Obviously I did all my editing as an anon: if even an anonymous IP
can get away this kind of blatant vandalism just by invoking the name
WP:EL, then that's a lower bound on how much an editor can get away
with.

From Jimbo's talk page:

If you read the methodology I posted or even just noticed how I keep
using the past tense, you'd know that the vandalism stopped weeks
ago.

 As I said before, the experiment wouldn't have been at all accurate if
 he had consulted beforehand.  People would have been on the lookout
 for the removal of external links by IP addresses.

Gwern provided more information than necessary to convey the
experiment's essence.  I believe that it would have been fairly easy
to omit enough details to avoid impacting the community's scrutiny of
the changes, particularly given Wikipedia's quantity of articles and
edits.

If not, another option was to consult the WMF.  (I've noted this several times.)

  Setting aside the issue of terminology (addressed above), our
  default position is to condemn the type of edit that Gwern performed
  and seek to counter it.  The onus is on Gwern to establish that a
  special exception should be made.

 If you say so.  I'm not familiar with that part of the official handbook.

You weren't aware that we generally frown upon edits intended to
reduce articles' quality?

   Assume good faith.

  At no point have I accused Gwern of acting in bad faith.

 You accused Gwern, several times, of vandalism.

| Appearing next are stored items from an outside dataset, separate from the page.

//! Domain types for sylva-io.

use crate::IoError;

/// A validated experiment name for output file naming.
///
/// Must match `[a-zA-Z0-9_-]+`.
#[derive(Debug, Clone, PartialEq, Eq)]
pub struct ExperimentName(String);

impl ExperimentName {
    /// Parse and validate an experiment name.
    ///
    /// # Errors
    ///
    /// Returns [`IoError::InvalidExperimentName`] if the name is empty or
    /// contains characters outside `[a-zA-Z0-9_-]`.
    pub fn new(name: String) -> Result<Self, IoError> {
        if name.is_empty()
            || !name
                .chars()
                .all(|c| c.is_ascii_alphanumeric() || c == '_' || c == '-')
        {
            return Err(IoError::InvalidExperimentName { name });
        }
        Ok(Self(name))
    }

    /// Return the experiment name as a string slice.
    pub fn as_str(&self) -> &str {
        &self.0
    }
}

impl std::fmt::Display for ExperimentName {
    fn fmt(&self, f: &mut std::fmt::Formatter<'_>) -> std::fmt::Result {
        f.write_str(&self.0)
    }
}

/// A dataset of raw categorical strings, label column first.
///
/// Produced by [`TableReader`](crate::TableReader), which moves the
/// designated label column to position 0. `column_names[i]` names the
/// `i`-th cell of every row.
#[derive(Debug, Clone)]
pub struct RawDataset {
    column_names: Vec<String>,
    rows: Vec<Vec<String>>,
}

impl RawDataset {
    pub(crate) fn new(column_names: Vec<String>, rows: Vec<Vec<String>>) -> Self {
        Self { column_names, rows }
    }

    /// Return the column names, label first.
    #[must_use]
    pub fn column_names(&self) -> &[String] {
        &self.column_names
    }

    /// Return the raw rows.
    #[must_use]
    pub fn rows(&self) -> &[Vec<String>] {
        &self.rows
    }

    /// Return the raw label of every row.
    pub fn labels(&self) -> impl Iterator<Item = &str> {
        self.rows.iter().map(|row| row[0].as_str())
    }

    /// Return the number of rows.
    #[must_use]
    pub fn n_rows(&self) -> usize {
        self.rows.len()
    }

    /// Return the number of columns, label included.
    #[must_use]
    pub fn n_columns(&self) -> usize {
        self.column_names.len()
    }
}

I accused Gwern of engaging in an act that he/she has repeatedly
acknowledged committing?

 Good faith edits are not vandalism.

Again, we define vandalism as any addition, removal, or change of
content in a deliberate attempt to compromise the integrity of
Wikipedia.  Gwern's experiment is based upon compromising the
integrity of Wikipedia and observing editors' reactions (or lack
thereof).  Vandalism refers to the immediate harmful act, regardless
of any long-term benefits that someone believes will arise from it.

And again, we're quibbling over terminology.  You may have interpreted
my use of the word vandalism as an accusation of a bad-faith motive
on Gwern's part, but I've explained that it isn't one.